### WORK INSTRUCTIONS
The answer must be every line of the records below that contains the word "WanTraffic".

### EXERCISE INPUTS

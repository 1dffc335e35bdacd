pub mod entities;
pub mod lease_service;
pub mod traffic_service;
pub mod writer;

use self::writer::{LedgerCommand, ledger_writer_task};
use crate::accounting::ResetPolicy;
use crate::models::TrafficCounter;
use chrono::NaiveDateTime;
use duckdb::{Connection, DuckdbConnectionManager};
use std::{path::Path, sync::mpsc, thread};
use thiserror::Error;
use tokio::sync::oneshot;
use tracing::{error, info};

const TRAFFIC_MIGRATIONS: &str =
    include_str!("../../migrations/20250101000000_create_traffic_tables.sql");
const LEASE_MIGRATIONS: &str =
    include_str!("../../migrations/20250101000001_create_lease_tables.sql");

/// Text format of every `timestamp` column, kept stable for external readers.
pub const TIMESTAMP_FORMAT: &str = "%Y-%m-%d %H:%M:%S";

#[derive(Error, Debug)]
pub enum Error {
    #[error("Database error: {0}")]
    DuckDB(#[from] duckdb::Error),
    #[error("Connection pool error: {0}")]
    Pool(#[from] r2d2::Error),
    #[error("Invalid timestamp '{value}' in {table}")]
    InvalidTimestamp { table: &'static str, value: String },
    #[error("Tokio join error: {0}")]
    Join(#[from] tokio::task::JoinError),
    #[error("Traffic ledger writer is not running")]
    WriterClosed,
}

pub type DuckDbPool = r2d2::Pool<DuckdbConnectionManager>;

pub fn open_file_pool(path: &Path) -> Result<DuckDbPool, Error> {
    let manager = DuckdbConnectionManager::file(path)?;
    Ok(r2d2::Pool::new(manager)?)
}

/// In-process database, shared by every connection of the pool.
pub fn open_memory_pool() -> Result<DuckDbPool, Error> {
    let manager = DuckdbConnectionManager::memory()?;
    Ok(r2d2::Pool::builder().max_size(4).build(manager)?)
}

pub fn format_timestamp(ts: NaiveDateTime) -> String {
    ts.format(TIMESTAMP_FORMAT).to_string()
}

pub fn parse_timestamp(table: &'static str, value: &str) -> Result<NaiveDateTime, Error> {
    NaiveDateTime::parse_from_str(value, TIMESTAMP_FORMAT).map_err(|_| Error::InvalidTimestamp {
        table,
        value: value.to_string(),
    })
}

fn run_migrations(conn: &Connection, name: &str, sql: &str) -> Result<(), Error> {
    info!(migration = name, "Running DuckDB migrations...");
    conn.execute_batch(sql).map_err(|e| {
        error!(migration = name, error = %e, "Failed to execute DuckDB migrations.");
        e
    })?;
    Ok(())
}

/// Handle to the single writer that owns `cumulative_stats` and `monthly_stats`.
///
/// Every mutation is a message executed in its own transaction on one
/// dedicated connection, so reconcile-then-accumulate for an entity never
/// interleaves with another update. Cheap to clone.
#[derive(Clone, Debug)]
pub struct TrafficLedger {
    command_sender: mpsc::Sender<LedgerCommand>,
}

impl TrafficLedger {
    pub fn new(pool: DuckDbPool, policy: ResetPolicy) -> Result<Self, Error> {
        let conn = pool.get()?;
        run_migrations(&conn, "traffic", TRAFFIC_MIGRATIONS)?;

        let (tx, rx) = mpsc::channel();

        // DuckDB calls block, so the writer gets its own OS thread.
        thread::Builder::new()
            .name("traffic-ledger".to_string())
            .spawn(move || ledger_writer_task(conn, policy, rx))
            .map_err(|e| {
                error!(error = %e, "Failed to spawn traffic ledger writer thread.");
                Error::WriterClosed
            })?;

        Ok(Self { command_sender: tx })
    }

    /// Reconciles `observed` against the stored counter and adds the delta to
    /// the monthly total. Returns the delta that was applied.
    pub async fn record_observation(
        &self,
        entity_id: &str,
        observed: TrafficCounter,
        now: NaiveDateTime,
    ) -> Result<TrafficCounter, Error> {
        let (reply, response) = oneshot::channel();
        self.command_sender
            .send(LedgerCommand::Observe {
                entity_id: entity_id.to_string(),
                observed,
                now,
                reply,
            })
            .map_err(|_| Error::WriterClosed)?;
        response.await.map_err(|_| Error::WriterClosed)?
    }

    /// Zeroes the monthly rows whose month has ended. Returns how many rows were reset.
    pub async fn reset_monthly_if_due(&self, now: NaiveDateTime) -> Result<usize, Error> {
        let (reply, response) = oneshot::channel();
        self.command_sender
            .send(LedgerCommand::MonthlyReset { now, reply })
            .map_err(|_| Error::WriterClosed)?;
        response.await.map_err(|_| Error::WriterClosed)?
    }
}
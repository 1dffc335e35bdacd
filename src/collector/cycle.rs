use super::CycleError;
use super::fetcher::{FetchOutcome, Fetcher};
use crate::config::{RouterConfig, RouterTable};
use crate::db::TrafficLedger;
use crate::db::lease_service::LeaseStore;
use crate::models::MAIN_WAN_ID;
use crate::parsers;
use chrono::NaiveDateTime;
use futures::future::join_all;
use std::fmt;
use std::sync::Arc;
use tracing::{debug, error, info, warn};

#[derive(Debug, Clone, Copy, PartialEq, Eq)]
pub enum Signal {
    ClientTraffic,
    WanTraffic,
    DhcpLeases,
}

impl fmt::Display for Signal {
    fn fmt(&self, f: &mut fmt::Formatter<'_>) -> fmt::Result {
        let name = match self {
            Signal::ClientTraffic => "ap_stats",
            Signal::WanTraffic => "wan_stats",
            Signal::DhcpLeases => "dhcp_leases",
        };
        f.write_str(name)
    }
}

#[derive(Debug, Clone, PartialEq, Eq)]
pub struct SignalFailure {
    pub router: String,
    /// `None` when the router task itself died.
    pub signal: Option<Signal>,
    pub error: String,
}

#[derive(Debug, Clone, Default, PartialEq, Eq)]
pub struct CycleReport {
    pub sources_polled: usize,
    pub monthly_rows_reset: usize,
    pub entities_updated: usize,
    pub leases_written: usize,
    pub failures: Vec<SignalFailure>,
}

impl CycleReport {
    fn fail(&mut self, router: &str, signal: Option<Signal>, error: String) {
        self.failures.push(SignalFailure {
            router: router.to_string(),
            signal,
            error,
        });
    }

    fn absorb(&mut self, other: CycleReport) {
        self.sources_polled += other.sources_polled;
        self.monthly_rows_reset += other.monthly_rows_reset;
        self.entities_updated += other.entities_updated;
        self.leases_written += other.leases_written;
        self.failures.extend(other.failures);
    }
}

/// Everything a cycle needs, shared by the per-router tasks.
#[derive(Clone)]
pub struct Collector {
    fetcher: Arc<dyn Fetcher>,
    ledger: TrafficLedger,
    leases: LeaseStore,
}

impl Collector {
    pub fn new(fetcher: Arc<dyn Fetcher>, ledger: TrafficLedger, leases: LeaseStore) -> Self {
        Self {
            fetcher,
            ledger,
            leases,
        }
    }

    /// Runs one polling cycle. Every write of the cycle is stamped with `now`.
    ///
    /// Only a failed monthly reset aborts the cycle; per-router and
    /// per-signal failures end up in the report.
    pub async fn run_cycle(
        &self,
        routers: &RouterTable,
        now: NaiveDateTime,
    ) -> Result<CycleReport, CycleError> {
        let mut report = CycleReport::default();

        if routers.is_empty() {
            info!("No routers configured. Skipping this cycle.");
            return Ok(report);
        }

        // Must land before any delta of this cycle.
        report.monthly_rows_reset = self
            .ledger
            .reset_monthly_if_due(now)
            .await
            .map_err(CycleError::MonthlyReset)?;

        let tasks: Vec<_> = routers
            .iter()
            .map(|(name, router)| {
                let collector = self.clone();
                let task_name = name.clone();
                let router = router.clone();
                let handle = tokio::spawn(async move {
                    collector.poll_router(&task_name, &router, now).await
                });
                (name.clone(), handle)
            })
            .collect();

        let (names, handles): (Vec<String>, Vec<_>) = tasks.into_iter().unzip();
        for (name, result) in names.into_iter().zip(join_all(handles).await) {
            match result {
                Ok(router_report) => report.absorb(router_report),
                Err(e) => {
                    error!(router = %name, error = %e, "Router polling task failed.");
                    report.fail(&name, None, e.to_string());
                }
            }
        }

        info!(
            sources = report.sources_polled,
            entities = report.entities_updated,
            leases = report.leases_written,
            failures = report.failures.len(),
            "Data collection cycle complete."
        );
        Ok(report)
    }

    async fn poll_router(
        &self,
        name: &str,
        router: &RouterConfig,
        now: NaiveDateTime,
    ) -> CycleReport {
        info!(router = %name, "Processing router.");
        let mut report = CycleReport {
            sources_polled: 1,
            ..Default::default()
        };

        self.poll_clients(name, &router.ap_stats, now, &mut report).await;
        self.poll_wan(name, &router.wan_stats, now, &mut report).await;
        self.poll_leases(name, &router.dhcp_leases, now, &mut report).await;

        report
    }

    async fn fetch_signal(
        &self,
        router: &str,
        signal: Signal,
        url: &str,
        report: &mut CycleReport,
    ) -> Option<String> {
        match self.fetcher.fetch(url).await {
            Ok(FetchOutcome::Body(body)) => Some(body),
            Ok(FetchOutcome::Skipped) => {
                debug!(router = %router, %signal, "No URL configured. Skipping.");
                None
            }
            Err(e) => {
                warn!(router = %router, %signal, error = %e, "Fetch failed.");
                report.fail(router, Some(signal), e.to_string());
                None
            }
        }
    }

    async fn poll_clients(
        &self,
        router: &str,
        url: &str,
        now: NaiveDateTime,
        report: &mut CycleReport,
    ) {
        let signal = Signal::ClientTraffic;
        let Some(body) = self.fetch_signal(router, signal, url, report).await else {
            return;
        };

        let clients = parsers::parse_client_traffic(&body);
        if clients.is_empty() {
            info!(router = %router, "No WiFi client data found.");
            return;
        }

        for client in clients {
            match self
                .ledger
                .record_observation(&client.mac_address, client.counter, now)
                .await
            {
                Ok(_) => report.entities_updated += 1,
                Err(e) => {
                    error!(
                        router = %router,
                        entity_id = %client.mac_address,
                        error = %e,
                        "Failed to update traffic stats."
                    );
                    report.fail(router, Some(signal), e.to_string());
                }
            }
        }
    }

    async fn poll_wan(
        &self,
        router: &str,
        url: &str,
        now: NaiveDateTime,
        report: &mut CycleReport,
    ) {
        let signal = Signal::WanTraffic;
        let Some(body) = self.fetch_signal(router, signal, url, report).await else {
            return;
        };

        let counter = match parsers::parse_wan_traffic(&body) {
            Ok(Some(counter)) => counter,
            Ok(None) => {
                info!(router = %router, "No WAN data found.");
                return;
            }
            Err(e) => {
                warn!(router = %router, %signal, error = %e, "Failed to parse WAN stats.");
                report.fail(router, Some(signal), e.to_string());
                return;
            }
        };

        match self.ledger.record_observation(MAIN_WAN_ID, counter, now).await {
            Ok(_) => report.entities_updated += 1,
            Err(e) => {
                error!(
                    router = %router,
                    entity_id = MAIN_WAN_ID,
                    error = %e,
                    "Failed to update traffic stats."
                );
                report.fail(router, Some(signal), e.to_string());
            }
        }
    }

    async fn poll_leases(
        &self,
        router: &str,
        url: &str,
        now: NaiveDateTime,
        report: &mut CycleReport,
    ) {
        let signal = Signal::DhcpLeases;
        let Some(body) = self.fetch_signal(router, signal, url, report).await else {
            return;
        };

        let leases = parsers::parse_dhcp_leases(&body);
        if leases.is_empty() {
            info!(router = %router, "No DHCP lease data found.");
            return;
        }

        match self.leases.upsert_leases(leases, now).await {
            Ok(written) => report.leases_written += written,
            Err(e) => {
                error!(router = %router, error = %e, "Failed to upsert DHCP leases.");
                report.fail(router, Some(signal), e.to_string());
            }
        }
    }
}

### REPLY TO THE TASK
    WanTraffic,
            Signal::WanTraffic => "wan_stats",
        let signal = Signal::WanTraffic;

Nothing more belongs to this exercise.